**To do:**
Go through the listing and copy each line that has the string "HostKind" in it.

**Information given:**
Content starts
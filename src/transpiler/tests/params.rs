//! Parameter binding: order, reuse, policies and type descriptors.

use pretty_assertions::assert_eq;

use crate::prelude::*;

#[test]
fn test_params_follow_text_order() {
    let expr = int_col("a")
        .eq(lit(1))
        .and(text_col("b").eq(lit("x")))
        .or(int_col("c").gt(lit(2)));
    let result = expr.to_sql_parameterized(Dialect::Generic).unwrap();

    assert_eq!(result.sql, "(((a = @p0) and (b = @p1)) or (c > @p2))");
    let names: Vec<&str> = result.params.iter().map(|p| p.name.as_str()).collect();
    assert_eq!(names, vec!["p0", "p1", "p2"]);
    assert_eq!(result.params[0].value, Value::I32(1));
    assert_eq!(result.params[1].value, Value::from("x"));
    assert_eq!(result.params[2].value, Value::I32(2));
}

#[test]
fn test_template_order_not_tree_order() {
    let expr = text_col("name").index_of(lit("x"), Some(lit(4))).eq(lit(2));
    let result = expr.to_sql_parameterized(Dialect::SqlServer).unwrap();

    assert_eq!(result.sql, "((CHARINDEX(@p0, name, @p1 + 1) - 1) = @p2)");
    assert_eq!(result.params[0].value, Value::from("x"));
    assert_eq!(result.params[1].value, Value::I32(4));
    assert_eq!(result.params[2].value, Value::I32(2));
}

#[test]
fn test_index_of_start_reuses_placeholders() {
    let expr = text_col("name").index_of(lit("x"), Some(lit(4))).eq(lit(2));
    let result = expr.to_sql_parameterized(Dialect::Generic).unwrap();

    assert_eq!(
        result.sql,
        "((case when POSITION(@p0 IN SUBSTRING(name FROM @p1 + 1)) = 0 then -1 \
         else POSITION(@p0 IN SUBSTRING(name FROM @p1 + 1)) + @p1 - 1 end) = @p2)"
    );
    assert_eq!(result.params.len(), 3);
    assert_eq!(result.params[1].value, Value::I32(4));
}

#[test]
fn test_equal_constants_are_not_merged() {
    let expr = text_col("a").eq(lit("x")).or(text_col("b").eq(lit("x")));
    let result = expr.to_sql_parameterized(Dialect::Generic).unwrap();
    assert_eq!(result.sql, "((a = @p0) or (b = @p1))");
    assert_eq!(result.params.len(), 2);
}

#[test]
fn test_repeated_node_shares_placeholder() {
    let expr = text_col("companyName").compare_to(lit("dr")).eq(lit(1));
    let result = expr.to_sql_parameterized(Dialect::SqlServer).unwrap();

    assert_eq!(
        result.sql,
        "((case when companyName = @p0 then 0 when companyName < @p0 then -1 else 1 end) = @p1)"
    );
    assert_eq!(result.params.len(), 2);
    assert_eq!(result.params[0].value, Value::from("dr"));
    assert_eq!(result.params[1].value, Value::I32(1));
}

#[test]
fn test_nulls_are_never_bound() {
    let expr = int_col("a").eq(null_of(HostKind::I32));
    let result = expr.to_sql_parameterized(Dialect::Generic).unwrap();
    assert_eq!(result.sql, "(a is null)");
    assert!(result.params.is_empty());

    let expr = int_col("a").coalesce(null()).gt(lit(1));
    let result = expr.to_sql_parameterized(Dialect::Generic).unwrap();
    assert_eq!(result.sql, "(COALESCE(a, NULL) > @p0)");
    assert_eq!(result.params.len(), 1);
}

#[test]
fn test_non_numeric_policy() {
    let expr = text_col("companyName")
        .length()
        .eq(lit(9))
        .and(text_col("city").eq(lit("x")))
        .and(bool_col("active").eq(lit(true)));
    let result = Translator::new(Dialect::SqlServer)
        .with_policy(ParameterPolicy::NonNumeric)
        .translate_parameterized(&expr)
        .unwrap();

    assert_eq!(
        result.sql,
        "(((LEN(companyName) = 9) and (city = @p0)) and (active = 1))"
    );
    assert_eq!(result.params.len(), 1);
    assert_eq!(result.params[0].value, Value::from("x"));
}

#[test]
fn test_inline_mode_binds_nothing() {
    let expr = text_col("companyName").starts_with(lit("dr"));
    assert_eq!(
        expr.to_sql_with_dialect(Dialect::SqlServer).unwrap(),
        "(companyName like 'dr' + '%')"
    );
}

#[test]
fn test_parameter_types() {
    let expr = text_col("s")
        .eq(lit("x"))
        .and(int_col("n").eq(lit(5)))
        .and(int_col("m").eq(typed_lit(5, HostType::nullable(HostKind::I32))))
        .and(decimal_col("d").eq(lit(rust_decimal::Decimal::new(1250, 2))));
    let result = expr.to_sql_parameterized(Dialect::Generic).unwrap();
    let params = &result.params;

    assert_eq!(params[0].query_type.sql_type, SqlType::NVarChar);
    assert_eq!(params[0].query_type.length, crate::types::UNBOUNDED_LENGTH);
    assert!(!params[0].query_type.not_null);

    assert_eq!(params[1].query_type.sql_type, SqlType::Int);
    assert!(params[1].query_type.not_null);
    assert_eq!(params[1].query_type.db_type(), DbType::Int32);

    assert!(!params[2].query_type.not_null);
    assert_eq!(params[2].host_type, HostType::nullable(HostKind::I32));

    assert_eq!(params[3].query_type.sql_type, SqlType::Decimal);
    assert_eq!(params[3].query_type.precision, 29);
    assert_eq!(params[3].query_type.scale, 4);
}

#[test]
fn test_access_string_length() {
    let expr = text_col("s").eq(lit("x"));
    let result = expr.to_sql_parameterized(Dialect::Access).unwrap();
    assert_eq!(result.params[0].query_type.length, 2000);
    assert_eq!(result.params[0].query_type.to_string(), "NVarChar(2000)");
}

#[test]
fn test_unmapped_host_type() {
    let point = typed_lit("(1, 2)", HostType::of(HostKind::Other("Point".to_string())));
    let expr = col("location").eq(point);

    let err = expr.to_sql_parameterized(Dialect::Generic).unwrap_err();
    assert!(matches!(err, TranslateError::TypeResolution { ref host_type } if host_type == "Point"));

    // inline mode never resolves a database type
    assert_eq!(expr.to_sql().unwrap(), "(location = '(1, 2)')");
}

#[test]
fn test_oracle_prefix() {
    let expr = int_col("id").eq(lit(7));
    let result = expr.to_sql_parameterized(Dialect::Oracle).unwrap();
    assert_eq!(result.sql, "(id = :p0)");
    assert_eq!(result.params[0].name, "p0");
    assert_eq!(result.to_string(), "(id = :p0)");
}

#[test]
fn test_result_serializes() {
    let expr = text_col("city").eq(lit("Hangzhou"));
    let result = expr.to_sql_parameterized(Dialect::Generic).unwrap();
    let json = serde_json::to_value(&result).unwrap();
    assert_eq!(json["sql"], "(city = @p0)");
    assert_eq!(json["params"][0]["name"], "p0");
}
Content ends
**Solution to this exercise:**
    let expr = int_col("a").eq(null_of(HostKind::I32));
        .and(int_col("m").eq(typed_lit(5, HostType::nullable(HostKind::I32))))
    assert_eq!(params[2].host_type, HostType::nullable(HostKind::I32));
    let point = typed_lit("(1, 2)", HostType::of(HostKind::Other("Point".to_string())));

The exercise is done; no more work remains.